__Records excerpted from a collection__

+--

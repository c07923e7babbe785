//! Puzzle word representation
//!
//! A Word is one line of the waffle grid: exactly five letters, stored uppercase.

use std::fmt;
use thiserror::Error;

/// Number of letters in every grid word
pub const WORD_LENGTH: usize = 5;

/// A 5-letter puzzle word
///
/// Letters are stored as `char` so word lists in any alphabet (Latin, Cyrillic, ...)
/// work unchanged.
#[derive(Debug, Clone, PartialEq, Eq, Hash)]
pub struct Word {
    text: String,
    letters: [char; WORD_LENGTH],
}

/// Error type for invalid words
#[derive(Debug, Clone, PartialEq, Eq, Error)]
pub enum WordError {
    #[error("Word must be exactly 5 letters, got {0}")]
    InvalidLength(usize),
    #[error("Word contains non-letter character {0:?}")]
    InvalidCharacter(char),
}

impl Word {
    /// Create a new Word from a string
    ///
    /// The input is uppercased before validation.
    ///
    /// # Errors
    /// Returns `WordError` if:
    /// - Length is not exactly 5 letters
    /// - Any character is not alphabetic
    ///
    /// # Examples
    /// ```
    /// use waffle_daily::core::Word;
    ///
    /// let word = Word::new("crane").unwrap();
    /// assert_eq!(word.text(), "CRANE");
    ///
    /// assert!(Word::new("too long").is_err());
    /// assert!(Word::new("sh0rt").is_err());
    /// ```
    pub fn new(text: impl AsRef<str>) -> Result<Self, WordError> {
        let upper: Vec<char> = text.as_ref().trim().chars().flat_map(char::to_uppercase).collect();

        if upper.len() != WORD_LENGTH {
            return Err(WordError::InvalidLength(upper.len()));
        }

        if let Some(&bad) = upper.iter().find(|c| !c.is_alphabetic()) {
            return Err(WordError::InvalidCharacter(bad));
        }

        let mut letters = [' '; WORD_LENGTH];
        letters.copy_from_slice(&upper);

        Ok(Self {
            text: upper.into_iter().collect(),
            letters,
        })
    }

    /// Get the word as a string slice
    #[inline]
    #[must_use]
    pub fn text(&self) -> &str {
        &self.text
    }

    /// Get the word's letters
    #[inline]
    #[must_use]
    pub const fn letters(&self) -> &[char; WORD_LENGTH] {
        &self.letters
    }

    /// Get the letter at a specific position (0-4)
    ///
    /// # Panics
    /// Panics if position >= 5
    #[inline]
    #[must_use]
    pub const fn letter_at(&self, position: usize) -> char {
        self.letters[position]
    }

    /// First, middle and last letters: the three cells a word shares with crossing words
    #[inline]
    #[must_use]
    pub const fn crossings(&self) -> [char; 3] {
        [self.letters[0], self.letters[2], self.letters[4]]
    }
}

impl fmt::Display for Word {
    fn fmt(&self, f: &mut fmt::Formatter<'_>) -> fmt::Result {
        write!(f, "{}", self.text)
    }
}
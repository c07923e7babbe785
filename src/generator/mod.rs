//! Daily puzzle generation
//!
//! Finds three horizontal and three vertical words that interlock on the waffle
//! grid, deterministically for a seed. When the bounded search comes up empty the
//! caller gets a fixed known-good grid instead.

mod fallback;
mod search;

pub use fallback::{FALLBACK_ROWS, fallback_solution, generate_or_fallback};
pub use search::{GenerationError, GeneratorConfig, PuzzleGenerator, generate_solution};
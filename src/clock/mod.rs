//! Daily puzzle clock
//!
//! Turns wall-clock time into the puzzle number, using an explicit reference
//! timezone rule set and an injectable clock so tests can pin any instant.

mod daily;
mod zone;

pub use daily::{Clock, DailySeedClock, FixedClock, SystemClock};
pub use zone::{EuropeanSummerTime, FixedZone, ReferenceZone};
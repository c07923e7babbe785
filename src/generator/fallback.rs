//! Known-good grid used when the search fails

use super::search::{GeneratorConfig, generate_solution};
use crate::core::{Solution, Word};
use tracing::warn;

/// LANCE / NEVER / HOLLY across, LUNCH / NOVEL / EARLY down
pub const FALLBACK_ROWS: [&str; 5] = ["LANCE", "U O A", "NEVER", "C E L", "HOLLY"];

/// The safety-net solution
///
/// # Panics
/// Never in practice: `FALLBACK_ROWS` is a fixed well-formed grid, checked by tests.
#[must_use]
pub fn fallback_solution() -> Solution {
    Solution::from_rows(&FALLBACK_ROWS).expect("fallback grid is well-formed")
}

/// Generate the solution for a seed, substituting the fallback grid on failure
///
/// Generation failure is logged and never surfaces to the caller, so the puzzle for
/// any seed is always playable.
#[must_use]
pub fn generate_or_fallback(words: &[Word], seed: i64, config: &GeneratorConfig) -> Solution {
    generate_solution(words, seed, config).unwrap_or_else(|error| {
        warn!(seed, %error, "puzzle generation failed, using fallback grid");
        fallback_solution()
    })
}
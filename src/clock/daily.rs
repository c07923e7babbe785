//! Puzzle numbering and rollover

use super::zone::{EuropeanSummerTime, ReferenceZone};
use chrono::{DateTime, Days, NaiveDate, NaiveTime, TimeDelta, Utc};

/// Source of "now"
pub trait Clock {
    fn now(&self) -> DateTime<Utc>;
}

/// The host's wall clock
#[derive(Debug, Clone, Copy, Default)]
pub struct SystemClock;

impl Clock for SystemClock {
    fn now(&self) -> DateTime<Utc> {
        Utc::now()
    }
}

/// A clock stopped at one instant
#[derive(Debug, Clone, Copy, PartialEq, Eq)]
pub struct FixedClock(pub DateTime<Utc>);

impl Clock for FixedClock {
    fn now(&self) -> DateTime<Utc> {
        self.0
    }
}

/// Maps instants to puzzle numbers: the launch date is puzzle 1, and the number
/// goes up by one at every local midnight in the reference zone
#[derive(Debug, Clone)]
pub struct DailySeedClock<Z = EuropeanSummerTime, C = SystemClock> {
    zone: Z,
    clock: C,
    launch_date: NaiveDate,
}

impl DailySeedClock {
    /// Central European time on the system clock
    #[must_use]
    pub const fn central_european(launch_date: NaiveDate) -> Self {
        Self::new(EuropeanSummerTime::CENTRAL, SystemClock, launch_date)
    }
}

impl<Z: ReferenceZone, C: Clock> DailySeedClock<Z, C> {
    #[must_use]
    pub const fn new(zone: Z, clock: C, launch_date: NaiveDate) -> Self {
        Self {
            zone,
            clock,
            launch_date,
        }
    }

    #[must_use]
    pub const fn launch_date(&self) -> NaiveDate {
        self.launch_date
    }

    /// Puzzle number for a given instant; never below 1
    #[must_use]
    pub fn puzzle_number_at(&self, instant: DateTime<Utc>) -> u32 {
        let local = self.zone.local_date(instant);
        let days = (local - self.launch_date).num_days() + 1;
        u32::try_from(days.max(1)).unwrap_or(u32::MAX)
    }

    /// Today's puzzle number
    #[must_use]
    pub fn current_puzzle_number(&self) -> u32 {
        self.puzzle_number_at(self.clock.now())
    }

    /// Local calendar date a puzzle number belongs to
    #[must_use]
    pub fn date_of(&self, puzzle_number: u32) -> Option<NaiveDate> {
        let offset = u64::from(puzzle_number.checked_sub(1)?);
        self.launch_date.checked_add_days(Days::new(offset))
    }

    /// First instant after `instant` at which the puzzle number changes
    ///
    /// Takes the UTC midnight of the next local date and subtracts the offset in
    /// effect then, so DST changes shift the rollover by an hour as they should.
    #[must_use]
    pub fn next_rollover_at(&self, instant: DateTime<Utc>) -> DateTime<Utc> {
        let today = self.zone.local_date(instant);
        let tomorrow = today.succ_opt().unwrap_or(NaiveDate::MAX);
        let midnight_utc = tomorrow.and_time(NaiveTime::MIN).and_utc();
        let offset = self.zone.utc_offset(midnight_utc);
        midnight_utc - TimeDelta::seconds(i64::from(offset.local_minus_utc()))
    }

    /// Instant of the next rollover
    #[must_use]
    pub fn next_rollover_instant(&self) -> DateTime<Utc> {
        self.next_rollover_at(self.clock.now())
    }

    /// Time left until the next rollover
    #[must_use]
    pub fn time_until_rollover(&self) -> TimeDelta {
        let now = self.clock.now();
        self.next_rollover_at(now) - now
    }
}
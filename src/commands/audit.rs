//! Audit command
//!
//! Rebuilds the puzzle for every seed in a range and checks the guarantees each
//! daily puzzle must satisfy. Seeds are independent, so they are checked in parallel.

use crate::config::GameConfig;
use crate::core::{Solution, Word, valid_positions};
use crate::feedback::is_won;
use crate::generator::{fallback_solution, generate_solution};
use crate::scramble::{ScrambledGrid, scramble_with_greens};
use indicatif::{ProgressBar, ProgressStyle};
use rayon::prelude::*;
use std::collections::BTreeMap;
use std::fmt;
use std::ops::RangeInclusive;
use std::time::{Duration, Instant};
use tracing::warn;

/// A guarantee broken by one seed
#[derive(Debug, Clone, PartialEq, Eq)]
pub enum Violation {
    /// Two builds of the same seed differed
    NonDeterministic,
    /// The starting grid does not hold the solution's letters
    LettersNotConserved,
    /// A scrambled cell landed on its own letter
    NotDeranged { row: usize, col: usize },
    /// The number of pre-solved cells is outside the configured range
    GreensOutOfRange { greens: usize },
    /// The starting grid is already the solution
    AlreadySolved,
}

impl fmt::Display for Violation {
    fn fmt(&self, f: &mut fmt::Formatter<'_>) -> fmt::Result {
        match self {
            Self::NonDeterministic => write!(f, "puzzle differs between runs"),
            Self::LettersNotConserved => write!(f, "letters not conserved"),
            Self::NotDeranged { row, col } => {
                write!(f, "scrambled cell ({}, {}) kept its letter", row + 1, col + 1)
            }
            Self::GreensOutOfRange { greens } => write!(f, "{greens} greens out of range"),
            Self::AlreadySolved => write!(f, "starting grid is solved"),
        }
    }
}

/// Outcome for one seed
#[derive(Debug, Clone)]
pub struct SeedReport {
    pub seed: u32,
    pub greens: usize,
    pub used_fallback: bool,
    pub violations: Vec<Violation>,
}

/// Summary over a seed range
#[derive(Debug)]
pub struct AuditResult {
    pub seeds_checked: usize,
    pub fallbacks: usize,
    pub green_distribution: BTreeMap<usize, usize>,
    pub failures: Vec<(u32, Violation)>,
    pub duration: Duration,
}

impl AuditResult {
    #[must_use]
    pub fn passed(&self) -> bool {
        self.failures.is_empty()
    }
}

/// Check a single seed
#[must_use]
pub fn audit_seed(words: &[Word], seed: u32, config: &GameConfig) -> SeedReport {
    let build = || {
        let seed = i64::from(seed);
        let generated = generate_solution(words, seed, &config.generator);
        let used_fallback = generated.is_err();
        let solution = generated.unwrap_or_else(|_| fallback_solution());
        let scrambled = scramble_with_greens(&solution, seed, &config.scramble);
        (solution, scrambled, used_fallback)
    };

    let (solution, scrambled, used_fallback) = build();
    let mut violations = Vec::new();

    if build() != (solution.clone(), scrambled.clone(), used_fallback) {
        violations.push(Violation::NonDeterministic);
    }
    violations.extend(scramble_violations(&solution, &scrambled, config));

    SeedReport {
        seed,
        greens: scrambled.greens.len(),
        used_fallback,
        violations,
    }
}

/// Guarantees a starting grid must meet against its solution
///
/// Greens are judged by the cells the scrambler chose to keep, not by the
/// recolored statuses, so an accidental match shows up as `NotDeranged`.
#[must_use]
pub fn scramble_violations(
    solution: &Solution,
    scrambled: &ScrambledGrid,
    config: &GameConfig,
) -> Vec<Violation> {
    let ScrambledGrid { grid, greens } = scrambled;
    let mut violations = Vec::new();

    if sorted_letters(grid.letters()) != sorted_letters(solution.solved_grid().letters()) {
        violations.push(Violation::LettersNotConserved);
    }

    violations.extend(
        valid_positions()
            .into_iter()
            .filter(|position| !greens.contains(position))
            .filter(|&position| grid.letter(position) == solution.letter(position))
            .map(|position| Violation::NotDeranged {
                row: position.row,
                col: position.col,
            }),
    );

    let in_range = config
        .scramble
        .green_counts
        .range()
        .is_some_and(|range| range.contains(&greens.len()));
    if !in_range {
        violations.push(Violation::GreensOutOfRange {
            greens: greens.len(),
        });
    }

    if is_won(grid) {
        violations.push(Violation::AlreadySolved);
    }

    violations
}

fn sorted_letters(mut letters: Vec<char>) -> Vec<char> {
    letters.sort_unstable();
    letters
}

/// Audit every seed in `seeds`, reporting progress on `progress`
#[must_use]
pub fn run_audit(
    words: &[Word],
    seeds: RangeInclusive<u32>,
    config: &GameConfig,
    progress: &ProgressBar,
) -> AuditResult {
    let start = Instant::now();

    let reports: Vec<SeedReport> = seeds
        .into_par_iter()
        .map(|seed| {
            let report = audit_seed(words, seed, config);
            progress.inc(1);
            report
        })
        .collect();

    progress.finish_with_message("Complete!");

    let mut green_distribution = BTreeMap::new();
    let mut failures = Vec::new();
    let mut fallbacks = 0;

    for report in &reports {
        *green_distribution.entry(report.greens).or_insert(0) += 1;
        if report.used_fallback {
            fallbacks += 1;
        }
        for violation in &report.violations {
            warn!(seed = report.seed, %violation, "audit failure");
            failures.push((report.seed, violation.clone()));
        }
    }

    AuditResult {
        seeds_checked: reports.len(),
        fallbacks,
        green_distribution,
        failures,
        duration: start.elapsed(),
    }
}

/// Progress bar styled for the audit
#[must_use]
pub fn audit_progress_bar(len: u64) -> ProgressBar {
    let bar = ProgressBar::new(len);
    if let Ok(style) = ProgressStyle::default_bar()
        .template("{spinner:.green} [{bar:40.cyan/blue}] {pos}/{len} ({percent}%) | {msg}")
    {
        bar.set_style(style.progress_chars("█▓▒░"));
    }
    bar
}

+--

__EXERCISE INSTRUCTIONS__
Note every line of the entries in which "GameConfig" appears, and copy it down.

__EXPECTED ANSWER__
use crate::config::GameConfig;
pub fn audit_seed(words: &[Word], seed: u32, config: &GameConfig) -> SeedReport {
    config: &GameConfig,
    config: &GameConfig,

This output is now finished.